- _Exercise brief_:
In the material below, count the lines with the word "Option" and state that number only.

- _Source data_:
§

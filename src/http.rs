use std::io::Read;
use std::time::Duration;

use thiserror::Error;
use url::Url;

/// Upper bound for a single audio body; the packs hold small spoken clips.
const MAX_AUDIO_BYTES: u64 = 16 * 1024 * 1024;

/// A response as the worker sees it, whether it came from the network or a store.
#[derive(Debug, Clone, PartialEq, Eq)]
pub(crate) struct AudioResponse {
    pub(crate) status: u16,
    pub(crate) status_text: String,
    pub(crate) content_type: Option<String>,
    pub(crate) body: Vec<u8>,
}

impl AudioResponse {
    pub(crate) fn is_ok(&self) -> bool {
        (200..300).contains(&self.status)
    }

    pub(crate) fn offline_placeholder() -> Self {
        Self {
            status: 503,
            status_text: "Audio unavailable offline".to_string(),
            content_type: None,
            body: Vec::new(),
        }
    }
}

#[derive(Debug, Error)]
pub(crate) enum FetchError {
    #[error("transport error for {url}: {detail}")]
    Transport { url: String, detail: String },

    #[error("body read failed for {url}: {source}")]
    Body {
        url: String,
        #[source]
        source: std::io::Error,
    },

    #[error("body for {url} exceeds {limit} bytes")]
    TooLarge { url: String, limit: u64 },
}

/// Network seam. Any HTTP status is a response; only transport and body
/// failures are errors.
pub(crate) trait Fetcher: Send + Sync {
    fn fetch(&self, url: &Url) -> Result<AudioResponse, FetchError>;
}

/// App origin that relative asset paths such as `/audio/x.mp3` resolve against.
#[derive(Debug, Clone, PartialEq, Eq)]
pub(crate) struct Origin {
    base: Url,
}

impl Origin {
    pub(crate) fn parse(raw: &str) -> Result<Self, url::ParseError> {
        Ok(Self {
            base: Url::parse(raw.trim())?,
        })
    }

    pub(crate) fn resolve(&self, raw: &str) -> Result<Url, url::ParseError> {
        self.base.join(raw.trim())
    }

    pub(crate) fn as_str(&self) -> &str {
        self.base.as_str()
    }
}

#[derive(Debug, Clone)]
pub(crate) struct HttpFetcher {
    agent: ureq::Agent,
    max_body: u64,
}

impl HttpFetcher {
    pub(crate) fn new(connect_timeout: Duration, read_timeout: Duration) -> Self {
        let agent = ureq::AgentBuilder::new()
            .timeout_connect(connect_timeout)
            .timeout_read(read_timeout)
            .timeout_write(read_timeout)
            .build();
        Self {
            agent,
            max_body: MAX_AUDIO_BYTES,
        }
    }

    pub(crate) fn with_body_limit(mut self, max_body: u64) -> Self {
        self.max_body = max_body;
        self
    }
}

impl Fetcher for HttpFetcher {
    fn fetch(&self, url: &Url) -> Result<AudioResponse, FetchError> {
        match self.agent.request_url("GET", url).call() {
            Ok(response) => read_response(url, response, self.max_body),
            Err(ureq::Error::Status(_, response)) => read_response(url, response, self.max_body),
            Err(ureq::Error::Transport(err)) => Err(FetchError::Transport {
                url: url.to_string(),
                detail: err.to_string(),
            }),
        }
    }
}

/// Reads at most `max_body` bytes; a longer body is an error, never a
/// truncated success.
fn read_response(
    url: &Url,
    response: ureq::Response,
    max_body: u64,
) -> Result<AudioResponse, FetchError> {
    let status = response.status();
    let status_text = response.status_text().to_string();
    let content_type = response.header("Content-Type").map(str::to_string);

    let mut body = Vec::new();
    response
        .into_reader()
        .take(max_body.saturating_add(1))
        .read_to_end(&mut body)
        .map_err(|source| FetchError::Body {
            url: url.to_string(),
            source,
        })?;
    if body.len() as u64 > max_body {
        return Err(FetchError::TooLarge {
            url: url.to_string(),
            limit: max_body,
        });
    }

    Ok(AudioResponse {
        status,
        status_text,
        content_type,
        body,
    })
}
use std::env;
use std::path::PathBuf;
use std::time::Duration;

use anyhow::{Context, Result};

use crate::cli::Cli;
use crate::http::Origin;
use crate::paths::{cache_database_path, default_data_dir, state_file_path};

const DEFAULT_ORIGIN: &str = "http://localhost:3000";
const DEFAULT_CACHE_VERSION: &str = "v1";

const ORIGIN_VAR: &str = "LETRAS_ORIGIN";
const DATA_DIR_VAR: &str = "LETRAS_DATA_DIR";
const CACHE_VERSION_VAR: &str = "LETRAS_CACHE_VERSION";

#[derive(Debug, Clone)]
pub(crate) struct Config {
    pub(crate) origin: Origin,
    pub(crate) data_dir: PathBuf,
    pub(crate) cache_version: String,
    pub(crate) connect_timeout: Duration,
    pub(crate) read_timeout: Duration,
    pub(crate) ready_timeout: Duration,
}

impl Config {
    pub(crate) fn resolve(cli: &Cli) -> Result<Self> {
        Self::resolve_with(cli.origin.as_deref(), cli.data_dir.clone(), |key| {
            env::var(key).ok()
        })
    }

    /// Flags win over environment, environment over defaults.
    fn resolve_with(
        origin_flag: Option<&str>,
        data_dir_flag: Option<PathBuf>,
        lookup: impl Fn(&str) -> Option<String>,
    ) -> Result<Self> {
        let non_empty = |key: &str| lookup(key).filter(|value| !value.trim().is_empty());

        let raw_origin = origin_flag
            .map(str::to_string)
            .or_else(|| non_empty(ORIGIN_VAR))
            .unwrap_or_else(|| DEFAULT_ORIGIN.to_string());
        let origin =
            Origin::parse(&raw_origin).with_context(|| format!("invalid origin `{raw_origin}`"))?;

        let data_dir = match data_dir_flag.or_else(|| non_empty(DATA_DIR_VAR).map(PathBuf::from)) {
            Some(dir) => dir,
            None => default_data_dir()?,
        };

        let cache_version = non_empty(CACHE_VERSION_VAR)
            .map(|version| version.trim().to_string())
            .unwrap_or_else(|| DEFAULT_CACHE_VERSION.to_string());

        Ok(Self {
            origin,
            data_dir,
            cache_version,
            connect_timeout: Duration::from_secs(5),
            read_timeout: Duration::from_secs(20),
            ready_timeout: Duration::from_secs(5),
        })
    }

    pub(crate) fn cache_database(&self) -> PathBuf {
        cache_database_path(&self.data_dir)
    }

    pub(crate) fn state_file(&self) -> PathBuf {
        state_file_path(&self.data_dir)
    }
}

§

- _Your solution_:
4